• [What is needed]:
Where a line of the data below has the string "ColumnValues", copy that line.

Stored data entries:
======
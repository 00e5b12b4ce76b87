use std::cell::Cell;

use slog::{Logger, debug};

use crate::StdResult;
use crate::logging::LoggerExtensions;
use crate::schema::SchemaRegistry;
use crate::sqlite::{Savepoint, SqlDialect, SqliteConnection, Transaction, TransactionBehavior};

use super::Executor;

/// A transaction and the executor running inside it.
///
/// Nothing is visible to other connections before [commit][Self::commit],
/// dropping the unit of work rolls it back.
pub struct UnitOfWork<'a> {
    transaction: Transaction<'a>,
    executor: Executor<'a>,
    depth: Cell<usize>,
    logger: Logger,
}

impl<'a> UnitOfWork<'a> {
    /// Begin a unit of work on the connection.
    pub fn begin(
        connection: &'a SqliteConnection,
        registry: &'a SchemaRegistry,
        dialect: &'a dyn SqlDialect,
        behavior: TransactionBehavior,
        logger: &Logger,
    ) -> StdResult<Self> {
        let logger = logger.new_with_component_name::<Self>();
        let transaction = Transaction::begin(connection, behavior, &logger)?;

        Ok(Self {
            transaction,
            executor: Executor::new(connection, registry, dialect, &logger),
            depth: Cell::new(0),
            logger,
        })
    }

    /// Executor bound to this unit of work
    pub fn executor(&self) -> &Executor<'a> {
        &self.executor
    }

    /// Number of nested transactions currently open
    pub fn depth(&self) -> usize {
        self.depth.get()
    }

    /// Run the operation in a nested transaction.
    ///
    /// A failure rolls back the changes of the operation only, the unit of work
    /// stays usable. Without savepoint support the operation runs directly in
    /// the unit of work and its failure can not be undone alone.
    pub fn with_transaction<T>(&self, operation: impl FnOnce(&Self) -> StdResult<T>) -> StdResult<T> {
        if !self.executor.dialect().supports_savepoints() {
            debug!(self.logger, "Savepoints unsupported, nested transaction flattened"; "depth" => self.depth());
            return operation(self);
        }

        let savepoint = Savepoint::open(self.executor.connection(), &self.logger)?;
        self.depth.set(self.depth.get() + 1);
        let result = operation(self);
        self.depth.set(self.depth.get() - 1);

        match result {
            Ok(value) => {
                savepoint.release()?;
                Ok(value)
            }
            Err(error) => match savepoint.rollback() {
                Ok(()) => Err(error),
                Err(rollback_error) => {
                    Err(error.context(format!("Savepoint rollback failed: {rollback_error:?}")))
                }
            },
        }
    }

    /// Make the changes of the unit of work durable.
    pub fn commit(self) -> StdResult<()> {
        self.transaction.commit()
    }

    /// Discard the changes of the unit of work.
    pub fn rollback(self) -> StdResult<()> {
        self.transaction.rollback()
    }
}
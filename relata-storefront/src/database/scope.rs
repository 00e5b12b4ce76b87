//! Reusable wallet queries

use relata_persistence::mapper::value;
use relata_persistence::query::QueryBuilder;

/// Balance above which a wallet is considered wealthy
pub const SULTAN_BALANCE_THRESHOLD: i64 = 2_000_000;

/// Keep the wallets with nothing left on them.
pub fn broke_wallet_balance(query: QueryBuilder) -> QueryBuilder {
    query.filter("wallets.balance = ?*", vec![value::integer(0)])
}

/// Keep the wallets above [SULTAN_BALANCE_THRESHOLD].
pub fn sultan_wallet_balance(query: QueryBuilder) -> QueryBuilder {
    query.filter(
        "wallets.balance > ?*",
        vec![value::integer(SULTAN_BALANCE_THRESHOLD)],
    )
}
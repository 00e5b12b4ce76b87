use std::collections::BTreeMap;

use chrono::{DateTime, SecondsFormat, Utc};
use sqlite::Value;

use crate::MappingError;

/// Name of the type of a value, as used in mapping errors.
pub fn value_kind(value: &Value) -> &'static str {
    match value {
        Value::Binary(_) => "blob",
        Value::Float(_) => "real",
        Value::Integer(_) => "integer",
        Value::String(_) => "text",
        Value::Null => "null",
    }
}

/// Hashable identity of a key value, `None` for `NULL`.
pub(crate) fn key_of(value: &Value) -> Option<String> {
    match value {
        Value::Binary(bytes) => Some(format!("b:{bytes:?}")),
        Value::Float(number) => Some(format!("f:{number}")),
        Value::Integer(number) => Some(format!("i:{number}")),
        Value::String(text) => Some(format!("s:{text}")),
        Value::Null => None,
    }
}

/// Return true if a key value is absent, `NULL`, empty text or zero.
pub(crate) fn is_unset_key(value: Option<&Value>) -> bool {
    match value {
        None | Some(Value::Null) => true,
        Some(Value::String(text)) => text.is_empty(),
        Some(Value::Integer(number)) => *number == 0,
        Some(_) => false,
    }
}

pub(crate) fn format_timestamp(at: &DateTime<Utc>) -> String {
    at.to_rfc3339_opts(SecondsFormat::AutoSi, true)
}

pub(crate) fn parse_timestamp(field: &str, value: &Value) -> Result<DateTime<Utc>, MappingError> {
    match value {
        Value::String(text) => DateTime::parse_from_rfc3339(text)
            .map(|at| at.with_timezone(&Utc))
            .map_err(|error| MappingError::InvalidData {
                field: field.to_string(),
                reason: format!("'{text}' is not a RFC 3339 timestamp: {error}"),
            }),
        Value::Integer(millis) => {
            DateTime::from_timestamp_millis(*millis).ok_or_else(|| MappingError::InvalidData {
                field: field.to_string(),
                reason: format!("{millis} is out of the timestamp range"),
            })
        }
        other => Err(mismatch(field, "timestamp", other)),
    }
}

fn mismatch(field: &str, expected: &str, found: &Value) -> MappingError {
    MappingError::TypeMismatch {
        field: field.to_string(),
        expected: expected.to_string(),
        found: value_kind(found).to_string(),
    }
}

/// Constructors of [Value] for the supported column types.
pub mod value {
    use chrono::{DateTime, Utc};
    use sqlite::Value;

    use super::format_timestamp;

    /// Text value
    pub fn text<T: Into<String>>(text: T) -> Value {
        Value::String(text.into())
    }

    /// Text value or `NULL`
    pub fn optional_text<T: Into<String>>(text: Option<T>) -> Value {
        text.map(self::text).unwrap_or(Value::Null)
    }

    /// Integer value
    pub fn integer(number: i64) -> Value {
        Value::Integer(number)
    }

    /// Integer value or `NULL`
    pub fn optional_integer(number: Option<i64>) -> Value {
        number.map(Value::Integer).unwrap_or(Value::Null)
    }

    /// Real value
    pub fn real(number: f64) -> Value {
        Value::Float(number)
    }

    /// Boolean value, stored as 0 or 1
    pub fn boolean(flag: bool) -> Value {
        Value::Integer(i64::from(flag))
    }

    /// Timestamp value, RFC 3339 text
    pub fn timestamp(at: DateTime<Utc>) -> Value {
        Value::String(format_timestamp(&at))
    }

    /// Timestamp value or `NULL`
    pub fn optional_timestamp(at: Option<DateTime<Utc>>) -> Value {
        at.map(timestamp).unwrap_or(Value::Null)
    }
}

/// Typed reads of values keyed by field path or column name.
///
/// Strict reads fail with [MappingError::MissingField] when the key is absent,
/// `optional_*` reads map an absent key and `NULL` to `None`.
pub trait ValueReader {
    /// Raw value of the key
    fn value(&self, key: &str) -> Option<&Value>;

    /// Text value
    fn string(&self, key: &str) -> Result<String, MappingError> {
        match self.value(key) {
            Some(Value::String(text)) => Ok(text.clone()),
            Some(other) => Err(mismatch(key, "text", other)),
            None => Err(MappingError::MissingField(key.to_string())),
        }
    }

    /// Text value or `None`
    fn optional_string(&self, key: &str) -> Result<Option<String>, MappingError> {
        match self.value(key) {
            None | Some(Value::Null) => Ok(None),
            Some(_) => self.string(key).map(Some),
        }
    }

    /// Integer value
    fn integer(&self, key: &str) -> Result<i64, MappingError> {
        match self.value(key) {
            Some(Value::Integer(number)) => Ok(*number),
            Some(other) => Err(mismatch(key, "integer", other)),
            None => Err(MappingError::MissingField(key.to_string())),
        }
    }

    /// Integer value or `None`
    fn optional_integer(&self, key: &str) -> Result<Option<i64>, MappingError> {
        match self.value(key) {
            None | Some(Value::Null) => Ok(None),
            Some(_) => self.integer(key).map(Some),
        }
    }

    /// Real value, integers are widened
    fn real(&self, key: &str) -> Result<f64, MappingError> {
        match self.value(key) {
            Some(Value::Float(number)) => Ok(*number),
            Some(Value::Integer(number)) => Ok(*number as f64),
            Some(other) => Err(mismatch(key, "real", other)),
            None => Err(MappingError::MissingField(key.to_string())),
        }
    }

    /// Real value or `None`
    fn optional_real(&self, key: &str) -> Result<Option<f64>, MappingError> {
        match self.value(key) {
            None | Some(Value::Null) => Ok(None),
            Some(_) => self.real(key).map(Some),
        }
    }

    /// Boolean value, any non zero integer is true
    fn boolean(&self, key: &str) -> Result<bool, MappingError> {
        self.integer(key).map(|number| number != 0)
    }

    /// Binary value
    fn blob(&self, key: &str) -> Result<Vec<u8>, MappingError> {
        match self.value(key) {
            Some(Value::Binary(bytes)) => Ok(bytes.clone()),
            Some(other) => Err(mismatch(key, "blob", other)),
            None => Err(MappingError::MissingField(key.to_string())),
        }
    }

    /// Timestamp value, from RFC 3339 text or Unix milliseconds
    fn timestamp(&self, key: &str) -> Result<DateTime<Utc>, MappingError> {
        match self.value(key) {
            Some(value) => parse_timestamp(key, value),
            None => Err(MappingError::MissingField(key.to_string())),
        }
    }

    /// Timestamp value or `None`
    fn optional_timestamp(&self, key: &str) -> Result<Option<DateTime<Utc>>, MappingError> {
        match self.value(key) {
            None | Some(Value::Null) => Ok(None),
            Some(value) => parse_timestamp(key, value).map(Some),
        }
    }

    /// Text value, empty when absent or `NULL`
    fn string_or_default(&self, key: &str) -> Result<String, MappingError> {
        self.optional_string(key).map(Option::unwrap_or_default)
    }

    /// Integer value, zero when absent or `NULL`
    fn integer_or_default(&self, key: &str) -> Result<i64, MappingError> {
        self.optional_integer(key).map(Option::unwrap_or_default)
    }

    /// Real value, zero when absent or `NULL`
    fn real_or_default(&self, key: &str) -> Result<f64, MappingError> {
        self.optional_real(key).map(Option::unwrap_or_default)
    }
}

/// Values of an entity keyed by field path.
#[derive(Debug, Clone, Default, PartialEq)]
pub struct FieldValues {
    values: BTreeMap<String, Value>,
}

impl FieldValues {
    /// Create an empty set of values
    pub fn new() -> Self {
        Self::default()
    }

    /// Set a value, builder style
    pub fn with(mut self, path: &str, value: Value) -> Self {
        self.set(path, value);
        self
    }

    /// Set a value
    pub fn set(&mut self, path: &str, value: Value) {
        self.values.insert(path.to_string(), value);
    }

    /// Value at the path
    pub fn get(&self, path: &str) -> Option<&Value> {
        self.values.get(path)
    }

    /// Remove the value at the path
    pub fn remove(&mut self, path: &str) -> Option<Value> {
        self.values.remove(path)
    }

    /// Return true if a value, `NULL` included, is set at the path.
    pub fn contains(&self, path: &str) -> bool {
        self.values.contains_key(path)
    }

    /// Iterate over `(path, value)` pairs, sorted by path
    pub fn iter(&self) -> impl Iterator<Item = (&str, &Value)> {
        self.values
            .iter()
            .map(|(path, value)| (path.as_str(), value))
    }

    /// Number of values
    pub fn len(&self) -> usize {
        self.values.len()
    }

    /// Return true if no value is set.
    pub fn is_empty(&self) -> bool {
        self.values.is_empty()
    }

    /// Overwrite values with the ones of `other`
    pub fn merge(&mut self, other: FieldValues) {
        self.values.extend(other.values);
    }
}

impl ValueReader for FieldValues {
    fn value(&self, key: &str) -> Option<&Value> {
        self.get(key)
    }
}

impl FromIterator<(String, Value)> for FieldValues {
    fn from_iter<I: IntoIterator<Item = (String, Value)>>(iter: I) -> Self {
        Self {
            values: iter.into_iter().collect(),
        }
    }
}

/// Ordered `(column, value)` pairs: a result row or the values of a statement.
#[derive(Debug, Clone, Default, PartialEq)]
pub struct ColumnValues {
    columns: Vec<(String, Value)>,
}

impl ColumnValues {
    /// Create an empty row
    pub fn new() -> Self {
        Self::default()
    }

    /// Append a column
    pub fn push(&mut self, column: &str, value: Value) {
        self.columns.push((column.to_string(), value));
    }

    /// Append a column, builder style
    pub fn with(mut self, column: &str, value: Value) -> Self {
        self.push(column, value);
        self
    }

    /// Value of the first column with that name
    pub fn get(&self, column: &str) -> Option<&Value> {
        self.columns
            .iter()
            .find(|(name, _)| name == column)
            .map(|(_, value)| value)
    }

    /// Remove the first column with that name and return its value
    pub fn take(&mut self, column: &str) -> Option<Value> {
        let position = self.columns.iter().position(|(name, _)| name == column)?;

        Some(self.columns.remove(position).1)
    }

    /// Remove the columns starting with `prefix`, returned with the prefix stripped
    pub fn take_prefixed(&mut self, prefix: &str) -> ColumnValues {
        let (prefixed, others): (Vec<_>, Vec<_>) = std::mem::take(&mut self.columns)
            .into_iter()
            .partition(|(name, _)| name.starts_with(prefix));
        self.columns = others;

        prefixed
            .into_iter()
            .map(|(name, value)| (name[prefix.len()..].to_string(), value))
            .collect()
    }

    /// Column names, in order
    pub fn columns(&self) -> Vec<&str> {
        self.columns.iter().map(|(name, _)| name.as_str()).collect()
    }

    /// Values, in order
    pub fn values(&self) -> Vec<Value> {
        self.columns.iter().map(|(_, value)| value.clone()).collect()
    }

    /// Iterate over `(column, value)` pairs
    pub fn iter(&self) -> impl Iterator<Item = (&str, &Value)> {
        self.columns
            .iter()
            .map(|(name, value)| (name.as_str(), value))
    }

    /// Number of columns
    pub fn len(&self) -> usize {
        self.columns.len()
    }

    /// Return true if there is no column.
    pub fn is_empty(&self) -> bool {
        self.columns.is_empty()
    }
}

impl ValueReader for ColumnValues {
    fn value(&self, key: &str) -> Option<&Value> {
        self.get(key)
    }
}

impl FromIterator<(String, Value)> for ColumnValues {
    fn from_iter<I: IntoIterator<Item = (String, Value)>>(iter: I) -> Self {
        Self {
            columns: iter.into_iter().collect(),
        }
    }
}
======
• [Result of the task]:
pub struct ColumnValues {
impl ColumnValues {
    pub fn take_prefixed(&mut self, prefix: &str) -> ColumnValues {
impl ValueReader for ColumnValues {
impl FromIterator<(String, Value)> for ColumnValues {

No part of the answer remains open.